McCullough decided that he would structure the story of Truman's biography in chronological fashion. He explained his reasoning: "It's been very fashionable lately to begin biographies anywhere but at the beginning, heaven forbid. But I didn't want to do anything tricky or fashionable because [Truman] was neither of those things. Harry Truman was a 19th-century man and I decided I would proceed as a great 19th-century biographer would, or as Dickens would."

In effort to better understand his subject, McCullough took several actions to emulate the life and activities of Truman. For instance, he would begin each day with a brisk early-morning walk, just as Harry S. Truman did. He also lived in Truman's hometown, Independence, Missouri, for a little while. He also raced through the United States Capitol retracing the path Truman ran when he was summoned to the White House after the death of Franklin D. Roosevelt.

In his research for the book, McCullough interviewed hundreds of people who knew Truman, including relatives and U.S. Secret Service agents, read numerous letters and documents, and read almost all the books written about Truman.

While working on the book McCullough would read every draft page aloud to his wife and have her read the pages back to him. McCullough explained this practice by stating: "You can hear things that you cannot see. Redundancies, awkward expressions. Painters often look at their work in the mirror because you can see flaws that you don't see looking straight at a canvas."
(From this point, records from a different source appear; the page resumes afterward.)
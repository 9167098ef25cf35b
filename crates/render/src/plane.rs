use std::time::Duration;

use glam::{DVec2, Mat4, Quat, Vec2, Vec3};
use infinigrid_common::{Rect, Viewport, map_range};
use infinigrid_scroll::ScrollState;

use crate::hover::HoverTween;

/// Depth every plane sits at, just in front of the focal plane.
pub const PLANE_Z: f32 = 1.0;
/// Input range of the parallax pivot.
pub const PARALLAX_IN: (f32, f32) = (-1.15, 1.15);
/// Output range of the parallax offset. Deliberately lopsided.
pub const PARALLAX_OUT: (f32, f32) = (-0.005, 0.01);

const PIVOT_SCROLL_DIVISOR: f64 = 100.0;
const PIVOT_FACTOR: f64 = 0.05;

/// Shader inputs for one plane. The texture is bound separately by the backend.
#[derive(Debug, Clone, Copy, PartialEq)]
pub struct PlaneUniforms {
    pub offset: Vec2,
    pub alpha: f32,
    /// On-screen size of the plane in pixels.
    pub plane_sizes: Vec2,
    /// Native size of the image.
    pub image_sizes: Vec2,
    pub zoom: f32,
    pub parallax: Vec2,
    /// Scroll smear strength per axis.
    pub strength: Vec2,
    pub gray: f32,
    pub velo: f32,
    pub viewport_sizes: Vec2,
    /// Hover blend factor in `[0, 1]`.
    pub hover: f32,
}

impl PlaneUniforms {
    fn initial(viewport: Viewport) -> Self {
        Self {
            offset: Vec2::ZERO,
            alpha: 1.0,
            plane_sizes: Vec2::ZERO,
            image_sizes: Vec2::ZERO,
            zoom: 0.85,
            parallax: Vec2::ZERO,
            strength: Vec2::ZERO,
            gray: 1.0,
            velo: 0.0,
            viewport_sizes: viewport.size(),
            hover: 0.0,
        }
    }
}

/// Parallax offset for a plane at `position` given the eased scroll.
pub fn parallax_for(position: Vec2, scroll_current: DVec2) -> Vec2 {
    let pivot =
        ((position.as_dvec2() - scroll_current / PIVOT_SCROLL_DIVISOR) * PIVOT_FACTOR).as_vec2();
    let (in_min, in_max) = PARALLAX_IN;
    let (out_min, out_max) = PARALLAX_OUT;
    Vec2::new(
        map_range(pivot.x, in_min, in_max, out_min, out_max),
        map_range(pivot.y, in_min, in_max, out_min, out_max),
    )
}

/// A textured quad overlaying one gallery item.
///
/// World coordinates are pixels centred on the viewport with `+Y` up, so a
/// plane's position is its item's rect centre flipped into that space.
#[derive(Debug, Clone)]
pub struct Plane {
    index: usize,
    image_size: Vec2,
    rect: Rect,
    position: Vec3,
    scale: Vec3,
    uniforms: PlaneUniforms,
    hover: HoverTween,
    hovered: bool,
}

impl Plane {
    /// Create a plane for image `index` with native size `image_size`.
    pub fn new(index: usize, image_size: (u32, u32), rect: Rect, viewport: Viewport) -> Self {
        let mut plane = Self {
            index,
            image_size: Vec2::new(image_size.0 as f32, image_size.1 as f32),
            rect,
            position: Vec3::ZERO,
            scale: Vec3::ONE,
            uniforms: PlaneUniforms::initial(viewport),
            hover: HoverTween::default(),
            hovered: false,
        };
        plane.apply_rect(rect, viewport);
        plane
    }

    pub fn index(&self) -> usize {
        self.index
    }

    pub fn rect(&self) -> Rect {
        self.rect
    }

    pub fn position(&self) -> Vec3 {
        self.position
    }

    pub fn scale(&self) -> Vec3 {
        self.scale
    }

    pub fn uniforms(&self) -> &PlaneUniforms {
        &self.uniforms
    }

    pub fn is_hovered(&self) -> bool {
        self.hovered
    }

    /// Whether a screen point falls on this plane's item.
    pub fn contains(&self, point: Vec2) -> bool {
        self.rect.contains(point)
    }

    pub fn model_matrix(&self) -> Mat4 {
        Mat4::from_scale_rotation_translation(self.scale, Quat::IDENTITY, self.position)
    }

    fn apply_rect(&mut self, rect: Rect, viewport: Viewport) {
        self.rect = rect;
        let center = viewport.center();
        let offset = Vec2::new(
            rect.left - center.x + rect.width / 2.0,
            -rect.top + center.y - rect.height / 2.0,
        );
        self.position = Vec3::new(offset.x, offset.y, PLANE_Z);
        self.scale = Vec3::new(rect.width, rect.height, 1.0);
    }

    /// Sync to this frame's item rect and scroll state.
    pub fn update(&mut self, rect: Rect, viewport: Viewport, scroll: &ScrollState) {
        self.apply_rect(rect, viewport);

        let u = &mut self.uniforms;
        u.image_sizes = self.image_size;
        u.plane_sizes = Vec2::new(self.scale.x, self.scale.y);
        u.viewport_sizes = viewport.size();
        u.parallax = parallax_for(self.position.truncate(), scroll.current());
        u.strength = scroll.strength();
    }

    /// Report whether the pointer is over this plane. Returns `true` on a change.
    pub fn set_hovered(&mut self, hovered: bool) -> bool {
        if hovered == self.hovered {
            return false;
        }
        self.hovered = hovered;
        self.hover.animate_to(if hovered { 1.0 } else { 0.0 });
        tracing::debug!(plane = self.index, hovered, "hover changed");
        true
    }

    /// Advance the hover tween and publish its value.
    pub fn tick_hover(&mut self, dt: Duration) {
        self.hover.tick(dt);
        self.uniforms.hover = self.hover.value();
    }
}

#[cfg(test)]
mod tests {
    use super::*;
    use crate::hover::HOVER_DURATION;

    fn assert_close(a: f32, b: f32) {
        assert!((a - b).abs() < 1e-5, "{a} != {b}");
    }

    fn viewport() -> Viewport {
        Viewport::new(1000.0, 800.0)
    }

    #[test]
    fn initial_uniforms() {
        let plane = Plane::new(3, (640, 480), Rect::new(0.0, 0.0, 100.0, 100.0), viewport());
        let u = plane.uniforms();
        assert_eq!(plane.index(), 3);
        assert_eq!(u.alpha, 1.0);
        assert_eq!(u.zoom, 0.85);
        assert_eq!(u.gray, 1.0);
        assert_eq!(u.velo, 0.0);
        assert_eq!(u.hover, 0.0);
        assert_eq!(u.offset, Vec2::ZERO);
        assert_eq!(u.viewport_sizes, Vec2::new(1000.0, 800.0));
    }

    #[test]
    fn mirrors_rect_in_centered_pixel_space() {
        let mut plane = Plane::new(0, (1, 1), Rect::default(), viewport());
        let scroll = ScrollState::default();
        plane.update(Rect::new(100.0, 50.0, 200.0, 300.0), viewport(), &scroll);

        // Centre of the rect is (200, 200); viewport centre is (500, 400).
        assert_eq!(plane.position(), Vec3::new(-300.0, 200.0, PLANE_Z));
        assert_eq!(plane.scale(), Vec3::new(200.0, 300.0, 1.0));
        assert_eq!(plane.uniforms().plane_sizes, Vec2::new(200.0, 300.0));
    }

    #[test]
    fn centered_rect_sits_on_axis() {
        let vp = viewport();
        let plane = Plane::new(0, (1, 1), Rect::new(400.0, 300.0, 200.0, 200.0), vp);
        assert_eq!(plane.position().truncate(), Vec2::ZERO);
    }

    #[test]
    fn image_sizes_are_native() {
        let mut plane = Plane::new(0, (1920, 1080), Rect::default(), viewport());
        plane.update(Rect::new(0.0, 0.0, 10.0, 10.0), viewport(), &ScrollState::default());
        assert_eq!(plane.uniforms().image_sizes, Vec2::new(1920.0, 1080.0));
    }

    #[test]
    fn parallax_midpoint_and_edges() {
        let mid = parallax_for(Vec2::ZERO, DVec2::ZERO);
        assert_close(mid.x, 0.0025);
        assert_close(mid.y, 0.0025);

        // pivot = position * 0.05, so +-23 px hits the range ends.
        let edges = parallax_for(Vec2::new(-23.0, 23.0), DVec2::ZERO);
        assert_close(edges.x, -0.005);
        assert_close(edges.y, 0.01);
    }

    #[test]
    fn parallax_accounts_for_scroll() {
        // Scrolling by 2300 shifts the pivot by -1.15.
        let p = parallax_for(Vec2::ZERO, DVec2::new(2300.0, 0.0));
        assert_close(p.x, -0.005);
    }

    #[test]
    fn strength_follows_scroll_gap() {
        let mut scroll = ScrollState::default();
        scroll.nudge(Vec2::new(100.0, -20.0));
        let mut plane = Plane::new(0, (1, 1), Rect::default(), viewport());
        plane.update(Rect::default(), viewport(), &scroll);
        let s = plane.uniforms().strength;
        assert_close(s.x, 45.0);
        assert_close(s.y, 9.0);
    }

    #[test]
    fn hover_animates_uniform() {
        let mut plane = Plane::new(0, (1, 1), Rect::new(0.0, 0.0, 50.0, 50.0), viewport());
        assert!(plane.contains(Vec2::new(10.0, 10.0)));
        assert!(plane.set_hovered(true));
        assert!(!plane.set_hovered(true));

        plane.tick_hover(Duration::from_millis(500));
        let partway = plane.uniforms().hover;
        assert!(partway > 0.0 && partway < 1.0);

        plane.tick_hover(HOVER_DURATION);
        assert_eq!(plane.uniforms().hover, 1.0);

        assert!(plane.set_hovered(false));
        plane.tick_hover(HOVER_DURATION);
        assert_eq!(plane.uniforms().hover, 0.0);
    }

    #[test]
    fn model_matrix_places_unit_quad_on_rect() {
        let vp = viewport();
        let plane = Plane::new(0, (1, 1), Rect::new(0.0, 0.0, 100.0, 80.0), vp);
        let corner = plane.model_matrix().transform_point3(Vec3::new(-0.5, 0.5, 0.0));
        // Top-left of the rect in centred space.
        assert_eq!(corner, Vec3::new(-500.0, 400.0, PLANE_Z));
    }
}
McCullough wrote Truman over a period of 10 years. He stated that during that 10 years many things changed in his life, "In those 10 years, my youngest daughter changed from a girl into a woman, both my parents died, grandchildren were born, we moved our residence twice, we put a child through college and law school, and paid off a mortgage."

McCullough felt a compulsion to get the book finished before the 1992 presidential election period in response to the shallow political debates that were occurring in Washington, D.C. McCullough said, "I felt that something needed to be said before people made a choice. This book is about the country, not just about Harry Truman. It's about who we are and what we can be."

While McCullough was able to gain insights into Truman based on his research, there were questions that remained unanswered to McCullough, such as why Truman's wife left him alone in Washington so often. The usual explanation among historians was that Bess hated the heat and her mother was ill, but McCullough has expressed doubts about this explanation stating that "[Bess] was away so often and [Truman's] letters to her were so plaintive, his need for her to be there so real. I don't know."

McCullough has stated that he intended Truman to be not only for "the Arthur Schlesingers and the academics" but instead intended the book for "your grandmother," and other common folk including present and future politicians so "they may see, even when flawed, how great a man in [the office of the President] can be."

==Reception==

After the book was published, McCullough went on a book-tour. One of the largest crowds he encountered was when he went to the Harry S. Truman Presidential Library and Museum in Independence, Missouri.

Most reviewers praised the book when it came out. One notable dissent was an article in The New Republic titled "Harry of Sunnybrook Farm" by Ronald Steel, in which Steel called the book a "1000 page valentine."

Gene Lyons at Entertainment Weekly gave the book an A, stating that "No brief review can begin to do justice either to Truman or to the monumentally persuasive job McCullough has done re-creating his life and times.... Immeasurably aided by Truman's vividly written diaries and letters to his beloved wife, Bess, McCullough brings the man and his times to life with painstaking clarity."

The book won McCullough his first Pulitzer Prize, in the category of "Best Biography or Autobiography".

==Adaptation==
In 1995, the book was adapted into Truman, a television film by HBO, starring Gary Sinise as Truman.